▶ _Available data_
::::::::

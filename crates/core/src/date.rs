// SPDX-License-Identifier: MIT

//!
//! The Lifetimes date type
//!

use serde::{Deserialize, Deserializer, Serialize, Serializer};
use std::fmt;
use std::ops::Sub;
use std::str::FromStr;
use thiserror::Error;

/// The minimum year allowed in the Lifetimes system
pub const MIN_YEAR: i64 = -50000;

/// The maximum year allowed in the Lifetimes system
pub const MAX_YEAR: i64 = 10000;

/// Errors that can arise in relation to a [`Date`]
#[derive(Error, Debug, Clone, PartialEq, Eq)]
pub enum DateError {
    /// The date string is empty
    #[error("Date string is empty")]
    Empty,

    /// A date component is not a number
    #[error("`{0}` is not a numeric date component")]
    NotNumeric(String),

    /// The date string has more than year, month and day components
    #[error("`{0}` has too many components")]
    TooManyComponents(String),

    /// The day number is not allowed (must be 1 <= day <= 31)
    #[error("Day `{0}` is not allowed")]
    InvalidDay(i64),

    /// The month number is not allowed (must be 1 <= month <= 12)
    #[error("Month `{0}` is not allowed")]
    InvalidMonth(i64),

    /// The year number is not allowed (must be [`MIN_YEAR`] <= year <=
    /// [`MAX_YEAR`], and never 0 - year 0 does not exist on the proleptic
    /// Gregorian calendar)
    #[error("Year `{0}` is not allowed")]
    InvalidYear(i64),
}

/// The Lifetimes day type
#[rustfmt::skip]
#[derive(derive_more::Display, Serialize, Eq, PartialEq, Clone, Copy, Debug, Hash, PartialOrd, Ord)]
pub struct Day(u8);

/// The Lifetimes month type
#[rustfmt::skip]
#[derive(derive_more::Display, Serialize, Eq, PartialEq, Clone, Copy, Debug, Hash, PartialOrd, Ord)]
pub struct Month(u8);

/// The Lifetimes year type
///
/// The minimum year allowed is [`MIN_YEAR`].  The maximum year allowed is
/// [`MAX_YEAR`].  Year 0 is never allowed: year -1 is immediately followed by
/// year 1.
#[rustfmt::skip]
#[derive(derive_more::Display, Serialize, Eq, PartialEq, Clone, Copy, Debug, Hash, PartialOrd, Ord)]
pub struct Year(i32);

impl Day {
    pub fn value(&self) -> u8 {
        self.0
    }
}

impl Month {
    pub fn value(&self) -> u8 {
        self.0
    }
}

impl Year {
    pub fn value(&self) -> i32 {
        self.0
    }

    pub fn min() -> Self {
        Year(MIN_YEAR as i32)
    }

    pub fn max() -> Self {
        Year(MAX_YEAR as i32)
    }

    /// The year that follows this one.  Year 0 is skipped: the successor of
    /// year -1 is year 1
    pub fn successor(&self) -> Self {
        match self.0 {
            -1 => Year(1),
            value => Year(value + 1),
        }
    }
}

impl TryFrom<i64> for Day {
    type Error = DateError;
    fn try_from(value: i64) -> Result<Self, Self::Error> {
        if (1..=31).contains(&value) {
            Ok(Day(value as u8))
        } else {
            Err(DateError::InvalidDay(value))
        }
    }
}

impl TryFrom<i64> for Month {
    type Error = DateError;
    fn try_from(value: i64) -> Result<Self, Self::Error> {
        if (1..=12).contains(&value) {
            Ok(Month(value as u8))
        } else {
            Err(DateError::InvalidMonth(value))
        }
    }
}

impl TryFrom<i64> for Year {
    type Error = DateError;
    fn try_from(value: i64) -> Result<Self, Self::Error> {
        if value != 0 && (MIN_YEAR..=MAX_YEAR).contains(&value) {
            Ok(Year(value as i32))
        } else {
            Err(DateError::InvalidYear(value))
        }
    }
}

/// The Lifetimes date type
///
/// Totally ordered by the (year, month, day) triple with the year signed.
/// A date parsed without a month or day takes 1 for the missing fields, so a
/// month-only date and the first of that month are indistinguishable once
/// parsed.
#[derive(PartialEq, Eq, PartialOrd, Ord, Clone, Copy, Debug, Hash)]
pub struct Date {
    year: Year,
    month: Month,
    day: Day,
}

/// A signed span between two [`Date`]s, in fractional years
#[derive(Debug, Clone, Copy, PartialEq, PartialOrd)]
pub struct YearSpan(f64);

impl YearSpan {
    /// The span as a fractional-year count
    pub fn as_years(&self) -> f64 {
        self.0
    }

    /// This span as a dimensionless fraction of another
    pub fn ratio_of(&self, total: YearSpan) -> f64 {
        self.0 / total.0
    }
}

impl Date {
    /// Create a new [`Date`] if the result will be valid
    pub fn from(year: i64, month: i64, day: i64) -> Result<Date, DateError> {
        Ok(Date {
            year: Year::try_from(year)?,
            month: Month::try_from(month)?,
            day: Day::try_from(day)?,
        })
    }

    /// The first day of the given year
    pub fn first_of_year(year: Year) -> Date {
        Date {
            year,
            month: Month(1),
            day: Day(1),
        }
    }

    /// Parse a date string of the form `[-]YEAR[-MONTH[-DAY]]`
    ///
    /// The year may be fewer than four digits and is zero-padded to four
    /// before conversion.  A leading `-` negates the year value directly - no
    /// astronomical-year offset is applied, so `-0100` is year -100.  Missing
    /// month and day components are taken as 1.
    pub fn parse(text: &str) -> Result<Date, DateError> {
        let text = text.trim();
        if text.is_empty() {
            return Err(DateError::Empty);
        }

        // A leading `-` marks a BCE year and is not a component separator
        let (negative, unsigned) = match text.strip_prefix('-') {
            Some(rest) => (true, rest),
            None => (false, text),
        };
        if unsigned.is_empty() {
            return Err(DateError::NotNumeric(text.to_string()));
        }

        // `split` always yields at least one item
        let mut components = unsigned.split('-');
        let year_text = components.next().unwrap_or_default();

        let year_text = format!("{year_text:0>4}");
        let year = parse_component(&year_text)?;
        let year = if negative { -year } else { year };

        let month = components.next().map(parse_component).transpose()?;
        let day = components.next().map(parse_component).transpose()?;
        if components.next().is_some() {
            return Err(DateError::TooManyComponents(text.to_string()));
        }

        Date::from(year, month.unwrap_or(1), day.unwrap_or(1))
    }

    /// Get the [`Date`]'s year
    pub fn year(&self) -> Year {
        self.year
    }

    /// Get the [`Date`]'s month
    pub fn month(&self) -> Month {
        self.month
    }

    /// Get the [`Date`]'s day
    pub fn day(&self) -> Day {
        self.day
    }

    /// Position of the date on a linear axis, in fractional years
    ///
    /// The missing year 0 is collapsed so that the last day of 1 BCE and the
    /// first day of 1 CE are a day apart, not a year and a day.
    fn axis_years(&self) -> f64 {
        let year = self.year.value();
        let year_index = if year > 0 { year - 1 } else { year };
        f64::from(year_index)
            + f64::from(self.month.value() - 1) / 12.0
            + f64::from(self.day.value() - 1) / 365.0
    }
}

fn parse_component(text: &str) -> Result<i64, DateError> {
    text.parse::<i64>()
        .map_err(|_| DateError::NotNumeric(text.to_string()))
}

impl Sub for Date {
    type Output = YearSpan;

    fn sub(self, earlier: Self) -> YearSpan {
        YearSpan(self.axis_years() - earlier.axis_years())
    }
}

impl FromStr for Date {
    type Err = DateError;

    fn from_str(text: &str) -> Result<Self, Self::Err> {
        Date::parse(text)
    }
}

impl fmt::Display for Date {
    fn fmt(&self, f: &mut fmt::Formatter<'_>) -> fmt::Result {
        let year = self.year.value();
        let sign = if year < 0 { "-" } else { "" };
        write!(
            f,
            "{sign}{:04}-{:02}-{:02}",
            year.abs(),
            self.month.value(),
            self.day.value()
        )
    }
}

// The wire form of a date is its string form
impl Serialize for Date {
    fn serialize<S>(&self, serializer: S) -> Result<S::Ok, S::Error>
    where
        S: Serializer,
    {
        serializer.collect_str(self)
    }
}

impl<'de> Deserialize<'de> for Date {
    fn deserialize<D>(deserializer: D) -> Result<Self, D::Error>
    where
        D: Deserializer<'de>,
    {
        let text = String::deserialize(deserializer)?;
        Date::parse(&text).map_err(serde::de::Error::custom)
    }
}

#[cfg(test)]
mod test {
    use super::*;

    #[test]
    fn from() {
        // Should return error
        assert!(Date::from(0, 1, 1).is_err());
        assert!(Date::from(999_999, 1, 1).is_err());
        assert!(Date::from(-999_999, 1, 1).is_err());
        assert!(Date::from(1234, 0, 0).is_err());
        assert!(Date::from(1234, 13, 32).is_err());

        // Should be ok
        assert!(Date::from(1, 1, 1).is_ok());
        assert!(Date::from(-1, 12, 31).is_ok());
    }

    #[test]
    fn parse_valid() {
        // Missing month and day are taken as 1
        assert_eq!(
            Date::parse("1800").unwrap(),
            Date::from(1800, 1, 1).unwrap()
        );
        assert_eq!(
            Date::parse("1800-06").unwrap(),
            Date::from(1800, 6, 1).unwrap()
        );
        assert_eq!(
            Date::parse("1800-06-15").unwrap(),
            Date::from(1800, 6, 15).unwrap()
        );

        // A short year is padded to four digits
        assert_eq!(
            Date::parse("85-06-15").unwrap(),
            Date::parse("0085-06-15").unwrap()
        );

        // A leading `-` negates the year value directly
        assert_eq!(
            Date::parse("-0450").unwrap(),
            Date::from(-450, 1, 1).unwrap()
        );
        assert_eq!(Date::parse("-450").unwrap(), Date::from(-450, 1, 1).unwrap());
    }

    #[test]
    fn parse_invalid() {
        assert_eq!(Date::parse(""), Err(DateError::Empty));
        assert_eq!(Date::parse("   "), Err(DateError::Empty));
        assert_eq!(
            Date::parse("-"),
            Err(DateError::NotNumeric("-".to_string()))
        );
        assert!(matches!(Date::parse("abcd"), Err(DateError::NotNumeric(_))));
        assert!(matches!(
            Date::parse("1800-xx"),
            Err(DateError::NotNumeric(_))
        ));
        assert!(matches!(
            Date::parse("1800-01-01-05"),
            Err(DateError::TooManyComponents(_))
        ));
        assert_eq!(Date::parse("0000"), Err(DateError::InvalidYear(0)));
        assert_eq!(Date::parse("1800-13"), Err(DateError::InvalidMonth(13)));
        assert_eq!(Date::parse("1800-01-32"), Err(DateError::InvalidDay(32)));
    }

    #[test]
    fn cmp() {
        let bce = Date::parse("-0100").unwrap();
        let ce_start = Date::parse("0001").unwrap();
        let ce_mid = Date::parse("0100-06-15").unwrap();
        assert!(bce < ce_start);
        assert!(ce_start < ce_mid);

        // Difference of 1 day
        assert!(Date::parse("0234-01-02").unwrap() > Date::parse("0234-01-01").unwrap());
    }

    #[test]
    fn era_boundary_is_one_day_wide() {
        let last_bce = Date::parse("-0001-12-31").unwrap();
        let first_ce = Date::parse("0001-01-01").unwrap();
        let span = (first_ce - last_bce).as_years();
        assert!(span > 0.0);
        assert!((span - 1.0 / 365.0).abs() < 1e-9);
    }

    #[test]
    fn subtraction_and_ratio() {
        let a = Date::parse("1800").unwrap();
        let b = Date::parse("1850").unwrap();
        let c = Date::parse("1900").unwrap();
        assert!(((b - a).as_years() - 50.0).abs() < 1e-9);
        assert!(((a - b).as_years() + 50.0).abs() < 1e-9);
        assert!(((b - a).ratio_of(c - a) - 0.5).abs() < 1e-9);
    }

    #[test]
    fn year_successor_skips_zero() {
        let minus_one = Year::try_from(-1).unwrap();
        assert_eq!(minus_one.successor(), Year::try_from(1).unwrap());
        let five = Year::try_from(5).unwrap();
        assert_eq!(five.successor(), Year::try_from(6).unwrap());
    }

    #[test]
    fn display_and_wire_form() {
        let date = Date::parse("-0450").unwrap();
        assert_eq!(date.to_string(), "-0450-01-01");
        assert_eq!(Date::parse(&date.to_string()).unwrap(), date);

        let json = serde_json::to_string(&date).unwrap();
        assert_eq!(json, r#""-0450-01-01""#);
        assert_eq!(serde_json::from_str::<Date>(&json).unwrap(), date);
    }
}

::::::::

▶ _Task goal_
Repeat verbatim the opening run of entries, ending with the line that contains "pub const MIN_YEAR: i64 = -50000;".

▶ _Solution to this exercise_
filename crates/core/src/date.rs
// SPDX-License-Identifier: MIT

//!
//! The Lifetimes date type
//!

use serde::{Deserialize, Deserializer, Serialize, Serializer};
use std::fmt;
use std::ops::Sub;
use std::str::FromStr;
use thiserror::Error;

/// The minimum year allowed in the Lifetimes system
pub const MIN_YEAR: i64 = -50000;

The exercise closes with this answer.